Week 8 - Bloom Filters
Week 7 - Homework 5 (unassessed)
Week 8 - Bloom Filters
This week we will be focusing on hash functions. First we will look at a probability question.
Balls in bins problem
If you randomly throw $n$ identical balls in $n$ identical bins $B_i$ for $1 \leq i \leq n$ where each throw is independent of on another. Define $load(i) =$ number of balls in bin $B_i$. How large is the max load = $\max_i load(i)$?
We are going to show that ….
So first look at
$$\mathbb{P}(\geq log(n) \mbox{ balls are ssigned to } B_i) = \binom{n}{log(n)} \left ( \frac{1}{n} \right )^{\log(n)} \leq \left ( \frac{e}{\log(n)} \right )^{\log(n)}$$by Stirling’s formula and the definition of the Binomial coefficient.
So by letting $n > 2^{11}$ we can further say
$$\mathbb{P}(\geq log(n) \mbox{ balls are ssigned to } B_i) \leq \frac{1}{n^2}.$$Using this as there are $n$ bins we can bound the max load
$$\mathbb{P}(\mbox{max load } < \log(n)) \geq 1 - \frac{1}{n}.$$Infact further analysis can show that with high probability max load = $\Theta(\frac{\log(n)}{\log\log(n)})$.
Best of 2 approach
Best of 2(n)
Input: positive integer n
Output: allocation of n balls to n bins
1. For i = 1 -> n
2. Randomly select two bins j & k.
3. If load(j) < load(k) assign ball to bin j
4. Otherwise assign ball to bin k
In this approach we get the max load is $O(\log \log n)$ with high probability.

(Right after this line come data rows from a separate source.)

//! A recording receiver for driving operations by hand in tests.

use std::sync::{Arc, Mutex};

use tributary::{Completion, Env, Error, Receiver};

/// A completion flattened into something comparable.
#[derive(Debug, Clone, PartialEq, Eq)]
pub enum Seen<T> {
	Value(T),
	Error(String),
	Stopped,
}

pub struct Recording<T> {
	seen: Arc<Mutex<Vec<Seen<T>>>>,
	env: Env,
}

/// A receiver that appends each completion to a shared log.
pub fn recording<T>(env: Env) -> (Recording<T>, Arc<Mutex<Vec<Seen<T>>>>) {
	let seen = Arc::new(Mutex::new(Vec::new()));
	(
		Recording {
			seen: seen.clone(),
			env,
		},
		seen,
	)
}

impl<T: Send + 'static> Receiver<T> for Recording<T> {
	fn set_value(self, value: T) {
		self.seen.lock().unwrap().push(Seen::Value(value));
	}

	fn set_error(self, error: Error) {
		self.seen.lock().unwrap().push(Seen::Error(error.to_string()));
	}

	fn set_stopped(self) {
		self.seen.lock().unwrap().push(Seen::Stopped);
	}

	fn env(&self) -> Env {
		self.env.clone()
	}
}

/// Converts a buffered [`Completion`] for comparison.
#[allow(dead_code)]
pub fn seen<T>(completion: Completion<T>) -> Seen<T> {
	match completion {
		Completion::Value(value) => Seen::Value(value),
		Completion::Error(error) => Seen::Error(error.to_string()),
		Completion::Stopped => Seen::Stopped,
	}
}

Note if we increase 2 to $d > 2$ then we only get a slight decrease in max load to $O(\frac{\log \log(n)}{\log(d)})$ with high probability.
Hashing
We want to check a user doesn’t put in a password that is considered unacceptable. We have a huge universe of possible passwords $U$. We want to maintain $S \subset U$ of unacceptable passwords.

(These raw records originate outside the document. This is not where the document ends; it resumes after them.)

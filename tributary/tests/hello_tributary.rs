//! The end-to-end round trips everything else builds on.

use tributary::{just, just_error, split, sync_wait, when_all, SenderExt};

#[derive(Debug, Clone, PartialEq, Eq, thiserror::Error)]
#[error("code {0}")]
struct Code(i32);

#[test]
fn waits_for_an_immediate_value() {
	assert_eq!(sync_wait(just(42)).unwrap(), Some(42));
}

#[test]
fn maps_through_then() {
	assert_eq!(
		sync_wait(just((1, 2)).then(|(a, b)| a + b)).unwrap(),
		Some(3)
	);
}

#[test]
fn splices_a_dynamic_continuation() {
	assert_eq!(
		sync_wait(just(()).let_value(|()| just(String::from("hi")))).unwrap(),
		Some(String::from("hi"))
	);
}

#[test]
fn joins_heterogeneous_children() {
	assert_eq!(
		sync_wait(when_all((just(1), just(2.5), just(String::from("x"))))).unwrap(),
		Some((1, 2.5, String::from("x")))
	);
}

#[test]
fn first_error_wins_the_join() {
	let error = sync_wait(when_all((just(1), just_error::<i32>(Code(42))))).unwrap_err();
	assert_eq!(error.downcast_ref::<Code>(), Some(&Code(42)));
}

#[test]
fn split_shares_one_completion() {
	let shared = split(just(7));
	assert_eq!(
		sync_wait(when_all((shared.clone(), shared))).unwrap(),
		Some((7, 7))
	);
}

For a given password $x \in U$ we want to be able to answer is $x \in S$?
In Chain Hashing, we use a hash table ($A$, $h: U \rightarrow A$) of a given size $n$. Where the entries in $A$ the associative array are linked lists that handle collisions.
For notation let $\vert U \vert =: N$ and have $\vert S \vert =: m$ then ideally we will have $N >> n >= m$.
In Chain Hashing the length of the linked lists behave similarly to the balls in the bins problem. Therefore, if $m = n$ with high probability look up time will be $O(\log(n))$ which will be too high if $n$ is sufficiently large. This is where the best of 2 approach can help us.
Best of 2 hashing
Instead of using a hash table with only one hash function instead lets use two independent hash functions $h_1$ and $h_2$. Then we do the following for operations:
- To add $x \in U$ we:
- Compute $h_1(x)$ and $h_2(x)$, and
- add $x$ to the least loaded of $h_1(x)$ and $h_2(x)$.
- To check if $e \in U$ is in $S$
- Compute $h_1(e)$ and $h_2(e)$, and
- check for $y$ in $h_1(e)$ and $h_2(e)$.
From the analysis we did above if $n = m$ then this should have run time of $O(\log \log(n))$.
Bloom filters
Bloom filters are another way to solve the unacceptable passwords problem.
- Checks take $O(1)$ time,
- It uses less space than Chain Hashing, and
- it is a simpler algorithm. However, there is a small probability of false positives $x \not \in S$ but we say it is!